*YOUR INSTRUCTIONS*:
Where does "paths" appear in the data? Return each line that holds it.

Saved entries
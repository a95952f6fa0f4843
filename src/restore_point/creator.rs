//! Restore-point creator: dependency-first walk of the live graph, one record per object.
//!
//! `process(id)`:
//!   1) already processed -> return (each object is written at most once);
//!   2) process every construction dependency;
//!   3) write this object's record (+ sidecars, + operation stream for command buffers);
//!   4) process binding targets, then every child its trackers own.
//! Step 2 before 3 guarantees a dependency's `.info` exists before any dependent's.
//! The first failure aborts the walk; files already written stay on disk.

use log::{debug, info};
use std::collections::{HashMap, HashSet};
use std::fs;
use std::path::PathBuf;

use crate::codec::Describe;
use crate::config::RestorePointConfig;
use crate::error::{Error, Result};
use crate::metrics::{record_command_stream_written, record_record_written};
use crate::object::Identity;
use crate::state::{ObjectRef, StateTracker};

use super::manifest::{write_manifest, Manifest};
use super::record::ObjectRecord;
use super::{cmds_json_path, cmds_path, info_path, json_path, to_pretty_json, write_file};

#[derive(Debug, Clone)]
pub struct CreateSummary {
    pub root: Identity,
    /// Identities in write order.
    pub written: Vec<Identity>,
    pub bytes: u64,
    pub manifest: PathBuf,
}

pub struct RestorePointCreator<'a> {
    tracker: &'a StateTracker,
    config: &'a RestorePointConfig,
    processed: HashSet<Identity>,
    written: Vec<Identity>,
    // .info path -> identity that claimed it, to catch handle collisions across contexts
    paths: HashMap<PathBuf, Identity>,
    bytes: u64,
}

impl<'a> RestorePointCreator<'a> {
    pub fn new(tracker: &'a StateTracker, config: &'a RestorePointConfig) -> Self {
        Self {
            tracker,
            config,
            processed: HashSet::new(),
            written: Vec::new(),
            paths: HashMap::new(),
            bytes: 0,
        }
    }

    /// Write the whole graph reachable from `root`, then the manifest.
    pub fn create(mut self, root: &Identity) -> Result<CreateSummary> {
        let config = self.config;
        let dir = &config.path;
        fs::create_dir_all(dir).map_err(|e| Error::io(dir, e))?;

        self.process(root)?;

        let manifest = Manifest::new(*root, self.written.clone());
        let manifest_path = write_manifest(dir, &manifest)?;
        info!(
            "restore point {}: {} objects, {} bytes",
            dir.display(),
            self.written.len(),
            self.bytes
        );
        Ok(CreateSummary {
            root: *root,
            written: self.written,
            bytes: self.bytes,
            manifest: manifest_path,
        })
    }

    pub fn process(&mut self, id: &Identity) -> Result<()> {
        self.process_from(id, None)
    }

    pub fn is_processed(&self, id: &Identity) -> bool {
        self.processed.contains(id)
    }

    pub fn written(&self) -> &[Identity] {
        &self.written
    }

    fn process_from(&mut self, id: &Identity, required_by: Option<Identity>) -> Result<()> {
        if !self.processed.insert(*id) {
            return Ok(());
        }
        let r = self
            .tracker
            .get(id)
            .ok_or(Error::MissingDependency {
                dependency: *id,
                required_by,
            })?;

        for dep in r.construction_dependencies() {
            self.process_from(&dep, Some(*id))?;
        }

        self.write(&r)?;

        for target in r.binding_targets() {
            self.process_from(&target, Some(*id))?;
        }
        for tracker in r.children() {
            for child in tracker.identities() {
                self.process_from(&child, Some(*id))?;
            }
        }
        Ok(())
    }

    fn write(&mut self, r: &ObjectRef) -> Result<()> {
        let id = r.id();
        let root = &self.config.path;
        let rec = ObjectRecord::from_control_block(r);

        let path = info_path(root, &id);
        if let Some(other) = self.paths.insert(path.clone(), id) {
            return Err(Error::DuplicateId(format!(
                "{} and {} both map to {}",
                other,
                id,
                path.display()
            )));
        }

        if self.config.write_info {
            let bytes = rec.to_info_bytes();
            write_file(&path, &bytes)?;
            self.bytes += bytes.len() as u64;
            record_record_written(bytes.len());
        }
        if self.config.write_json {
            let json = to_pretty_json(&rec.describe());
            write_file(&json_path(root, &id), &json)?;
            self.bytes += json.len() as u64;
        }

        if let Some(stream) = r.commands() {
            if self.config.write_commands {
                let bytes = stream.encode();
                write_file(&cmds_path(root, &id), &bytes)?;
                self.bytes += bytes.len() as u64;
                record_command_stream_written(bytes.len());
                if self.config.write_json {
                    let json = to_pretty_json(&stream.describe());
                    write_file(&cmds_json_path(root, &id), &json)?;
                    self.bytes += json.len() as u64;
                }
                debug!("operation stream of {}: {} operations", id, stream.len());
            }
        }

        self.written.push(id);
        debug!("wrote {}", id);
        Ok(())
    }
}

/// Capture everything reachable from `root` into `config.path`.
pub fn create(
    tracker: &StateTracker,
    root: &Identity,
    config: &RestorePointConfig,
) -> Result<CreateSummary> {
    RestorePointCreator::new(tracker, config).create(root)
}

*YOUR RESPONSE*:
    paths: HashMap<PathBuf, Identity>,
            paths: HashMap::new(),
        if let Some(other) = self.paths.insert(path.clone(), id) {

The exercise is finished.